悪魔の証明
先生はそう言いながら僕の方を見る。僕は頷き、先生の机の上にある茶色い封筒を先生に渡す。先生はそれを開けながら、話し続ける。
「これはあるものと君のDNAを鑑定したものだ。この結果を見れば、君が本当はどちらなのかということがはっきりする。」
月夜さんは明らかに動揺しているように見える。先ほどまでの冷たい視線ではなく、言うなら追い詰められた犯人が「そんな証拠あるはずがない!」と内心で思っている時のようなそんな表情をしているように思える。まあ、僕の主観だが。
先生は茶色い封筒から紙を一枚取り出す。
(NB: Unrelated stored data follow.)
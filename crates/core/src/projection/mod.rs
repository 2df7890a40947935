//! Balance projection.
//!
//! Balances are derived state: the journal is authoritative and the
//! [`BalanceProjector`] is the only component that writes an
//! [`AccountBalance`].

pub mod balance;
pub mod consistency;
pub mod projector;
pub mod store;
pub mod trial_balance;

#[cfg(test)]
mod projector_props;
#[cfg(test)]
mod projector_tests;

pub use balance::{AccountBalance, rollup};
pub use consistency::ConsistencyWarning;
pub use projector::{BalanceProjector, ProjectionRun, Rematerialization};
pub use store::{BalanceReader, BalanceStore};
pub use trial_balance::{TrialBalance, TrialBalanceLine};
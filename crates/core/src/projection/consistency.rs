//! Drift detected between the journal, the projection and the mirrors.
//!
//! Warnings are reported and logged. Nothing here corrects data: the journal
//! is authoritative and repairs happen by re-projecting from it.

use rust_decimal::Decimal;
use saldo_shared::types::{AccountId, JournalEntryId};
use thiserror::Error;
use uuid::Uuid;

/// A consistency finding.
#[derive(Debug, Clone, PartialEq, Eq, Error)]
pub enum ConsistencyWarning {
    /// Cached leaf balance differs from the value recomputed from lines.
    #[error("Balance drift on {code}: cached {cached}, recomputed {recomputed}")]
    BalanceDrift {
        /// Account ID.
        account_id: AccountId,
        /// Account code.
        code: String,
        /// Stored balance.
        cached: Decimal,
        /// Balance recomputed from lines.
        recomputed: Decimal,
    },

    /// Stored header balance differs from the rollup of its children.
    #[error("Header rollup drift on {code}: stored {stored}, children sum {children_sum}")]
    HeaderRollupDrift {
        /// Header account ID.
        account_id: AccountId,
        /// Header code.
        code: String,
        /// Stored header balance.
        stored: Decimal,
        /// Rollup of the stored child balances.
        children_sum: Decimal,
    },

    /// A mirror disagrees with the projected balance it copies.
    #[error("{kind} mirror {mirror_id} holds {mirror_balance}, ledger balance is {ledger_balance}")]
    MirrorDrift {
        /// Mirror kind, e.g. `cash_bank`.
        kind: &'static str,
        /// Mirror record ID.
        mirror_id: Uuid,
        /// Mirrored account.
        account_id: AccountId,
        /// Value held by the mirror.
        mirror_balance: Decimal,
        /// Projected balance.
        ledger_balance: Decimal,
    },

    /// A counted entry whose lines do not balance.
    #[error("Entry {entry_number} is unbalanced: debit {debit}, credit {credit}")]
    UnbalancedEntry {
        /// Entry ID.
        entry_id: JournalEntryId,
        /// Entry number.
        entry_number: String,
        /// Sum of line debits.
        debit: Decimal,
        /// Sum of line credits.
        credit: Decimal,
    },

    /// Stored entry totals disagree with the sum of its lines.
    #[error("Entry {entry_number} totals {stored_debit}/{stored_credit} differ from lines {line_debit}/{line_credit}")]
    EntryTotalsDrift {
        /// Entry ID.
        entry_id: JournalEntryId,
        /// Entry number.
        entry_number: String,
        /// Stored total debit.
        stored_debit: Decimal,
        /// Stored total credit.
        stored_credit: Decimal,
        /// Line debit sum.
        line_debit: Decimal,
        /// Line credit sum.
        line_credit: Decimal,
    },

    /// Ledger-wide debits and credits differ.
    #[error("Trial balance is off: debit {debit}, credit {credit}")]
    TrialBalanceDrift {
        /// Sum of all counted debits.
        debit: Decimal,
        /// Sum of all counted credits.
        credit: Decimal,
    },

    /// Projection after a committed post failed; the account is queued for repair.
    #[error("Projection of account {account_id} failed: {reason}")]
    ProjectionFailed {
        /// Account ID.
        account_id: AccountId,
        /// Underlying error.
        reason: String,
    },

    /// A mirror refresh failed; the account is queued for repair.
    #[error("Mirror refresh for account {account_id} failed: {reason}")]
    MirrorRefreshFailed {
        /// Account ID.
        account_id: AccountId,
        /// Underlying error.
        reason: String,
    },
}

impl ConsistencyWarning {
    /// Stable code for log filtering and reports.
    #[must_use]
    pub fn code(&self) -> &'static str {
        match self {
            Self::BalanceDrift { .. } => "BALANCE_DRIFT",
            Self::HeaderRollupDrift { .. } => "HEADER_ROLLUP_DRIFT",
            Self::MirrorDrift { .. } => "MIRROR_DRIFT",
            Self::UnbalancedEntry { .. } => "UNBALANCED_ENTRY",
            Self::EntryTotalsDrift { .. } => "ENTRY_TOTALS_DRIFT",
            Self::TrialBalanceDrift { .. } => "TRIAL_BALANCE_DRIFT",
            Self::ProjectionFailed { .. } => "PROJECTION_FAILED",
            Self::MirrorRefreshFailed { .. } => "MIRROR_REFRESH_FAILED",
        }
    }

    /// Emits the warning at `WARN`.
    pub fn log(&self) {
        tracing::warn!(code = self.code(), "{self}");
    }
}
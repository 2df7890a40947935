//! In-process store implementations.
//!
//! Used by tests and by embedders that keep the ledger in memory. They honour
//! the same atomicity and uniqueness rules as the PostgreSQL stores.

mod balances;
mod cash_banks;
mod ledger;
mod periods;

pub use balances::MemoryBalanceStore;
pub use cash_banks::MemoryCashBankStore;
pub use ledger::MemoryLedgerStore;
pub use periods::MemoryPeriodCalendar;
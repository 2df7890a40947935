//! Chart of accounts.
//!
//! The directory is read-only from the ledger's point of view: accounts are
//! created and retired by chart-of-accounts maintenance, and only the balance
//! projector derives figures from them.

pub mod directory;
pub mod hierarchy;
pub mod types;

pub use directory::{AccountDirectory, ChartOfAccounts};
pub use hierarchy::{HierarchyIssue, HierarchyReport, validate_hierarchy};
pub use types::{Account, AccountClass, NormalBalance, UnknownAccountClass};
//! Operational mirrors of projected balances.

pub mod adapter;
pub mod cash_bank;

pub use adapter::{MirrorAdapter, MirrorBalance, MirrorCheck, MirrorError};
pub use cash_bank::{CASH_BANK_KIND, CashBank, CashBankMirror, CashBankStore};
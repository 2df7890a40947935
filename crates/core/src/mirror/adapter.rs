//! Mirror adapter seam.

use async_trait::async_trait;
use chrono::{DateTime, Utc};
use rust_decimal::Decimal;
use saldo_shared::types::{AccountId, CashBankId};
use serde::Serialize;
use thiserror::Error;
use uuid::Uuid;

use crate::ledger::LedgerError;
use crate::projection::ConsistencyWarning;

/// Errors raised by mirror adapters.
#[derive(Debug, Clone, Error)]
pub enum MirrorError {
    /// The account has no mirror of this kind.
    #[error("No {kind} mirror is linked to account {account_id}")]
    NotMirrored {
        /// Mirror kind.
        kind: &'static str,
        /// Account ID.
        account_id: AccountId,
    },

    /// The account has no projected balance to copy yet.
    #[error("Account {0} has no projected balance")]
    BalanceMissing(AccountId),

    /// Cash/bank register not found.
    #[error("Cash/bank register not found: {0}")]
    RegisterNotFound(CashBankId),

    /// Only active ASSET leaves can back a register.
    #[error("Account {code} cannot be mirrored: only active ASSET leaf accounts can be linked")]
    InvalidLink {
        /// Account code.
        code: String,
    },

    /// Another register already mirrors the account.
    #[error("Account {account_id} is already mirrored by register {existing}")]
    AccountAlreadyMirrored {
        /// Account ID.
        account_id: AccountId,
        /// Register holding the link.
        existing: CashBankId,
    },

    /// Writing the mirror failed.
    #[error("Mirror write failed: {0}")]
    Write(String),

    /// Reading ledger state failed.
    #[error(transparent)]
    Ledger(#[from] LedgerError),
}

/// The value a mirror currently holds.
#[derive(Debug, Clone, PartialEq, Eq, Serialize)]
pub struct MirrorBalance {
    /// Mirror kind, e.g. `cash_bank`.
    pub kind: &'static str,
    /// Mirror record ID.
    pub mirror_id: Uuid,
    /// Mirrored account.
    pub account_id: AccountId,
    /// Copied balance.
    pub balance: Decimal,
    /// When the copy was taken.
    pub synced_at: Option<DateTime<Utc>>,
}

/// A mirror next to the projected balance it should equal.
#[derive(Debug, Clone, PartialEq, Eq, Serialize)]
pub struct MirrorCheck {
    /// Current mirror value.
    pub mirror: MirrorBalance,
    /// Projected balance of the account.
    pub ledger_balance: Decimal,
}

impl MirrorCheck {
    /// Whether the mirror equals the projection.
    #[must_use]
    pub fn is_consistent(&self) -> bool {
        self.mirror.balance == self.ledger_balance
    }

    /// Drift warning, if any.
    #[must_use]
    pub fn warning(&self) -> Option<ConsistencyWarning> {
        (!self.is_consistent()).then(|| ConsistencyWarning::MirrorDrift {
            kind: self.mirror.kind,
            mirror_id: self.mirror.mirror_id,
            account_id: self.mirror.account_id,
            mirror_balance: self.mirror.balance,
            ledger_balance: self.ledger_balance,
        })
    }
}

/// A denormalized copy of an account balance kept in an operational table.
///
/// Mirrors only read projected balances; they never derive figures from
/// journal lines. Adapters are registered on the posting engine as trait
/// objects, one per operational table.
#[async_trait]
pub trait MirrorAdapter: Send + Sync {
    /// Short name used in logs and warnings.
    fn kind(&self) -> &'static str;

    /// Whether a mirror of this kind is linked to the account.
    async fn is_mirrored(&self, account_id: AccountId) -> Result<bool, MirrorError>;

    /// Every account with a linked mirror.
    async fn mirrored_accounts(&self) -> Result<Vec<AccountId>, MirrorError>;

    /// Copies the projected balance into the mirror.
    async fn refresh(&self, account_id: AccountId) -> Result<MirrorBalance, MirrorError>;

    /// Reads the mirror and the projected balance without writing.
    async fn inspect(&self, account_id: AccountId) -> Result<MirrorCheck, MirrorError>;

    /// Whether the mirror equals the projected balance.
    async fn validate(&self, account_id: AccountId) -> Result<bool, MirrorError> {
        Ok(self.inspect(account_id).await?.is_consistent())
    }
}
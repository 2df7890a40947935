//! Property-based tests for journal line validation.
//!
//! - Balanced line sets are always accepted and report their totals.
//! - Perturbing one side of a balanced set is always rejected as unbalanced.

use proptest::prelude::*;
use rust_decimal::Decimal;
use saldo_shared::types::{AccountId, JournalEntryId, JournalLineId};

use super::entry::JournalLine;
use super::error::LedgerError;
use super::validation::validate_lines;

/// Strategy to generate a valid positive amount (0.01 to 1,000,000.00).
fn positive_amount() -> impl Strategy<Value = Decimal> {
    (1i64..100_000_000i64).prop_map(|cents| Decimal::new(cents, 2))
}

fn make_line(debit: Decimal, credit: Decimal) -> JournalLine {
    JournalLine {
        id: JournalLineId::new(),
        entry_id: JournalEntryId::new(),
        account_id: AccountId::new(),
        line_number: 1,
        debit,
        credit,
        description: None,
    }
}

/// Debit lines from `amounts` balanced by a single credit line.
fn balanced_lines(amounts: &[Decimal]) -> Vec<JournalLine> {
    let total: Decimal = amounts.iter().copied().sum();
    let mut lines: Vec<JournalLine> = amounts
        .iter()
        .map(|amount| make_line(*amount, Decimal::ZERO))
        .collect();
    lines.push(make_line(Decimal::ZERO, total));
    lines
}

proptest! {
    #![proptest_config(ProptestConfig::with_cases(100))]

    /// Any set of debits balanced by one credit passes validation.
    #[test]
    fn prop_balanced_lines_accepted(amounts in prop::collection::vec(positive_amount(), 1..10)) {
        let lines = balanced_lines(&amounts);
        let totals = validate_lines(&lines, 2).unwrap();
        let expected: Decimal = amounts.iter().copied().sum();
        prop_assert_eq!(totals.debit, expected);
        prop_assert_eq!(totals.credit, expected);
    }

    /// Adding any positive amount to one side breaks the balance.
    #[test]
    fn prop_perturbed_lines_rejected(
        amounts in prop::collection::vec(positive_amount(), 1..10),
        extra in positive_amount(),
    ) {
        let mut lines = balanced_lines(&amounts);
        lines[0].debit += extra;
        let result = validate_lines(&lines, 2);
        prop_assert!(
            matches!(result, Err(LedgerError::UnbalancedEntry { .. })),
            "expected UnbalancedEntry, got {:?}",
            result
        );
    }
}
use super::repair::{RepairQueue, RepairReason};
use crate::account::AccountDirectory;
use crate::fiscal::{PeriodCalendar, ensure_date_open};
use crate::ledger::numbering::entry_number;
use crate::ledger::validation::validate_lines;
use crate::ledger::{
    EntryStatus, IdempotencyKey, JournalEntry, JournalEntryProposal, JournalLine, LedgerError,
    LedgerStore, NewJournalEntry, ReversalInput, ReversalService,
};
use crate::mirror::{MirrorAdapter, MirrorBalance, MirrorError};
use crate::projection::{
    AccountBalance, BalanceProjector, BalanceReader, BalanceStore, ConsistencyWarning, TrialBalance,
};

/// Formatting and precision rules applied to every entry.
#[derive(Debug, Clone, PartialEq, Eq)]
pub struct PostingRules {
    /// Maximum decimal places of a line amount.
    pub amount_scale: u32,
    /// Entry number prefix.
    pub entry_number_prefix: String,
}

impl Default for PostingRules {
    fn default() -> Self {
        Self {
            amount_scale: 2,
            entry_number_prefix: "JE".to_string(),
        }
    }
}

impl From<&LedgerConfig> for PostingRules {
    fn from(config: &LedgerConfig) -> Self {
        Self {
            amount_scale: config.amount_scale,
            entry_number_prefix: config.entry_number_prefix.clone(),
        }
    }
}

/// Whether a call wrote a new entry.
#[derive(Debug, Clone, Copy, PartialEq, Eq)]
pub enum Disposition {
    /// A new entry was committed.
    Created,
    /// The key was already posted; nothing was written.
    AlreadyPosted,
}

/// Derived state refreshed after a commit.
#[derive(Debug, Default)]
struct Propagation {
    balances: Vec<AccountBalance>,
    mirrors: Vec<MirrorBalance>,
    warnings: Vec<ConsistencyWarning>,
}

/// Result of [`PostingEngine::post`] and [`PostingEngine::post_draft`].
#[derive(Debug)]
pub struct PostOutcome {
    /// The posted entry.
    pub entry: JournalEntry,
    /// Whether this call wrote it.
    pub disposition: Disposition,
    /// Balances re-projected after the commit.
    pub balances: Vec<AccountBalance>,
    /// Mirrors refreshed after the commit.
    pub mirrors: Vec<MirrorBalance>,
    /// Projection or mirror failures; the entry stays posted regardless.
    pub warnings: Vec<ConsistencyWarning>,
}

impl PostOutcome {
    fn created(entry: JournalEntry, propagation: Propagation) -> Self {
        Self {
            entry,
            disposition: Disposition::Created,
            balances: propagation.balances,
            mirrors: propagation.mirrors,
            warnings: propagation.warnings,
        }
    }

    fn already_posted(entry: JournalEntry) -> Self {
        Self {
            entry,
            disposition: Disposition::AlreadyPosted,
            balances: Vec::new(),
            mirrors: Vec::new(),
            warnings: Vec::new(),
        }
    }
}

/// Result of [`PostingEngine::void`].
#[derive(Debug)]
pub struct VoidOutcome {
    /// The voided entry.
    pub original: JournalEntry,
    /// Its reversal.
    pub reversal: JournalEntry,
    /// `AlreadyPosted` when the entry had been voided before.
    pub disposition: Disposition,
    /// Balances re-projected after the commit.
    pub balances: Vec<AccountBalance>,
    /// Mirrors refreshed after the commit.
    pub mirrors: Vec<MirrorBalance>,
    /// Projection or mirror failures.
    pub warnings: Vec<ConsistencyWarning>,
}

/// Validates proposals, appends them atomically and propagates the result to
/// balances and mirrors.
///
/// Once the ledger accepts an entry the call succeeds. Projection and mirror
/// failures after that point are logged, returned as warnings and queued on
/// the [`RepairQueue`]; they never undo the entry.
pub struct PostingEngine<D, L, B> {
    directory: Arc<D>,
    ledger: Arc<L>,
    projector: BalanceProjector<D, L, B>,
    mirrors: Vec<Arc<dyn MirrorAdapter>>,
    periods: Option<Arc<dyn PeriodCalendar>>,
    repairs: RepairQueue,
    rules: PostingRules,
}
細かい文字が何行か羅列している下に四角い欄があり、そこには一際大きな文字でこのように書いていた。
不一致
「あるものと私のDNA?何と比べたと?それに私のDNAなんていつ。」
そう言いながら、月夜さんは何かに気が付いたかのように僕の顔を見る。今度は確実にハッとしている表情だ。
「そう。一週間前に君が助手君と喫茶店であった時にね。君の使っていたストローから唾液を採取させてもらった。いや、紙ストローに変わってから初めて紙ストローに感謝したよ。唾液の採取がしやすかったんだから。そしてもう一つはこれさ。」
先生はポケットから小さな桐の箱を出す。その蓋には小さな紙が貼ってあり、そこには月夜と書いている。それを見た月夜さんは目を見開いている。
「それをどこで。」
先生はその箱の蓋を開ける。そこには乾燥した葡萄のようなものが入っている。
「これは月夜君の臍の緒さ。君たちの母親の実家に密かに保管されていたんだよ。それを特別にお借りした。」
「どうしてそんなものが、そんなものがあるなんて聞いていない。」
月夜さん、いや、もう鑑定からも確定しているのでここからは虹日さんと呼ばせてもらうが、虹日さんは信じられないと言うような表情で視線を泳がせている。